(Collected data)

* * * * * * * * *

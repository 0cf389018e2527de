//! Cryptographic operations for Vault.
//!
//! - **cipher**: AES-256-CFB field encryption with a fresh IV per value
//! - **key**: per-user 256-bit encryption keys
//! - **password**: Argon2id credential hashing
//!
//! ## Threat Model
//!
//! We defend against:
//! - Theft of the database (record fields are ciphertext, passwords hashed)
//!
//! We do NOT defend against:
//! - Anyone holding a session token: its payload carries the user's key
//!   in the clear, protected only by the signature against tampering
//! - Undetected ciphertext corruption (CFB has no integrity tag)

pub mod cipher;
pub mod key;
pub mod password;

pub use cipher::{decrypt, decrypt_string, encrypt, IV_LENGTH};
pub use key::{EncryptionKey, KEY_LENGTH};
pub use password::{validate_login, validate_password, CredentialHasher};
pub mod account;
pub mod binary;
pub mod card;
pub mod init;
pub mod misc;
pub mod text;
//! Opaque text records.

use serde::{Deserialize, Serialize};
use uuid::Uuid;

use super::validation::validate_text;
use super::RecordKind;
use crate::crypto::{decrypt_string, encrypt, EncryptionKey};
use crate::error::Result;
use crate::storage::{NewTextRecord, TextRecord};

/// Text record kind. The whole body is sensitive.
pub enum Text {}

/// Plaintext text record input.
#[derive(Clone, Serialize, Deserialize)]
pub struct TextPayload {
    #[serde(alias = "data")]
    pub text: String,
}

impl TextPayload {
    pub fn new(text: impl Into<String>) -> Self {
        Self { text: text.into() }
    }
}

impl std::fmt::Debug for TextPayload {
    fn fmt(&self, f: &mut std::fmt::Formatter<'_>) -> std::fmt::Result {
        f.debug_struct("TextPayload")
            .field("text", &"[REDACTED]")
            .finish()
    }
}

/// Decrypted text record.
#[derive(Clone, Serialize)]
pub struct TextView {
    pub id: Uuid,
    pub text: String,
}

impl std::fmt::Debug for TextView {
    fn fmt(&self, f: &mut std::fmt::Formatter<'_>) -> std::fmt::Result {
        f.debug_struct("TextView")
            .field("id", &self.id)
            .field("text", &"[REDACTED]")
            .finish()
    }
}

/// Result of creating a text record.
#[derive(Debug, Clone, PartialEq, Eq, Serialize)]
pub struct TextReceipt {
    pub id: Uuid,
}

impl RecordKind for Text {
    const NAME: &'static str = "text";
    const SENSITIVE_FIELDS: &'static [&'static str] = &["text"];

    type Payload = TextPayload;
    type Sealed = NewTextRecord;
    type Stored = TextRecord;
    type View = TextView;
    type Receipt = TextReceipt;

    fn seal(payload: TextPayload, owner_id: Uuid, key: &EncryptionKey) -> Result<NewTextRecord> {
        validate_text(&payload.text)?;
        Ok(NewTextRecord {
            owner_id,
            cipher_text: encrypt(payload.text.as_bytes(), key.as_bytes())?,
        })
    }

    fn receipt(id: Uuid, _sealed: &NewTextRecord) -> TextReceipt {
        TextReceipt { id }
    }

    fn open(stored: TextRecord, key: &EncryptionKey) -> Result<TextView> {
        Ok(TextView {
            id: stored.id,
            text: decrypt_string(&stored.cipher_text, key.as_bytes())?,
        })
    }
}

#[cfg(test)]
mod tests {
    use super::*;

    #[test]
    fn test_seal_open() {
        let key = EncryptionKey::generate().unwrap();
        let owner = Uuid::new_v4();
        let sealed = Text::seal(TextPayload::new("hello world"), owner, &key).unwrap();
        assert_eq!(sealed.owner_id, owner);

        let stored = TextRecord {
            id: Uuid::new_v4(),
            owner_id: owner,
            cipher_text: sealed.cipher_text,
        };
        assert_eq!(Text::open(stored, &key).unwrap().text, "hello world");
    }

    #[test]
    fn test_payload_accepts_data_alias() {
        let payload: TextPayload = serde_json::from_str(r#"{"data":"legacy"}"#).unwrap();
        assert_eq!(payload.text, "legacy");
    }

    #[test]
    fn test_debug_redacts() {
        let output = format!("{:?}", TextPayload::new("top secret"));
        assert!(!output.contains("top secret"));
    }
}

* * * * * * * * *

Task
If a line above contains the word "defend", list it.

Output for this exercise
//! We defend against:
//! We do NOT defend against:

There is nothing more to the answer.